Refers to the speed at which music moves. Speeds can range anywhere from extremely slow to very rapid, and are also commonly indicated by Italian terms: Andante (a moderately slow tempo, literally ‘walking’ in Italian), Allegro (a brisk tempo, meaning ‘merry’ in Italian) and Presto (a very quick tempo). Like dynamics, tempos can change instantaneously or gradually. A tempo which speeds up over time is called an accelerando; the opposite is a ritardando. 

Texture 

Refers to how the music is distributed among the instruments. A texture can be thin (with few instruments playing) or thick (with many instruments playing).

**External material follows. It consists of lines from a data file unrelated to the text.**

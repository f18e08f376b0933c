//! Configuration management for the CLI

use anyhow::{Context, Result};
use billing_lib::BillingConfig;
use serde::{Deserialize, Serialize};
use std::path::{Path, PathBuf};

/// CLI configuration, read from `~/.config/fbill/config.json`
#[derive(Debug, Clone, Serialize, Deserialize, Default)]
#[serde(default)]
pub struct Config {
    /// Plan tier used when `--plan` is not given
    pub default_plan: Option<String>,
    /// Overrides of the billing defaults (rates, tiers, periods, ...)
    pub billing: BillingConfig,
}

impl Config {
    /// Load from `path`, or the default location when `None`.
    ///
    /// A missing file at the default location yields the defaults.
    pub fn load(path: Option<&Path>) -> Result<Self> {
        let config_path = match path {
            Some(path) => path.to_path_buf(),
            None => {
                let default = Self::config_path()?;
                if !default.exists() {
                    return Ok(Self::default());
                }
                default
            }
        };

        let content = std::fs::read_to_string(&config_path)
            .with_context(|| format!("Failed to read config file {}", config_path.display()))?;
        let config: Config =
            serde_json::from_str(&content).context("Failed to parse config file")?;
        config
            .billing
            .validate()
            .context("Invalid billing configuration")?;
        Ok(config)
    }

    /// Get the configuration file path
    fn config_path() -> Result<PathBuf> {
        let home = dirs_next::home_dir().context("Could not determine home directory")?;
        Ok(home.join(".config").join("fbill").join("config.json"))
    }
}

#[cfg(test)]
mod tests {
    use super::*;
    use rust_decimal_macros::dec;
    use std::io::Write;

    #[test]
    fn test_load_overrides() {
        let mut file = tempfile::NamedTempFile::new().unwrap();
        write!(
            file,
            r#"{{"default_plan": "professional", "billing": {{"rates": {{"cold_start_penalty": "0.01"}}}}}}"#
        )
        .unwrap();

        let config = Config::load(Some(file.path())).unwrap();
        assert_eq!(config.default_plan.as_deref(), Some("professional"));
        assert_eq!(config.billing.rates.cold_start_penalty, dec!(0.01));
        assert_eq!(config.billing.cache_ttl_secs, 120);
    }

    #[test]
    fn test_explicit_missing_file_is_an_error() {
        assert!(Config::load(Some(Path::new("/nonexistent/fbill.json"))).is_err());
    }
}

Whereas timbre refers to the sound of an individual instrument, texture refers to the relationship between all the instrumental parts in a given passage. Many of the considerations above in combination—including instrumentation, rhythm, register and tone color—can help in creating a distinctive texture. In addition to the above terminology (we might speak of a “polyphonic texture” or a “chordal texture”) any number of other adjectives can also be used to describe distinctive textures (delicate, undulating, bubbling, brittle, undulating, dense). 

Articulation 

Refers to how a note is played. It can be played short and clipped (staccato), accented (marcato), stressed (tenuto), or smoothly connected to the next note (legato).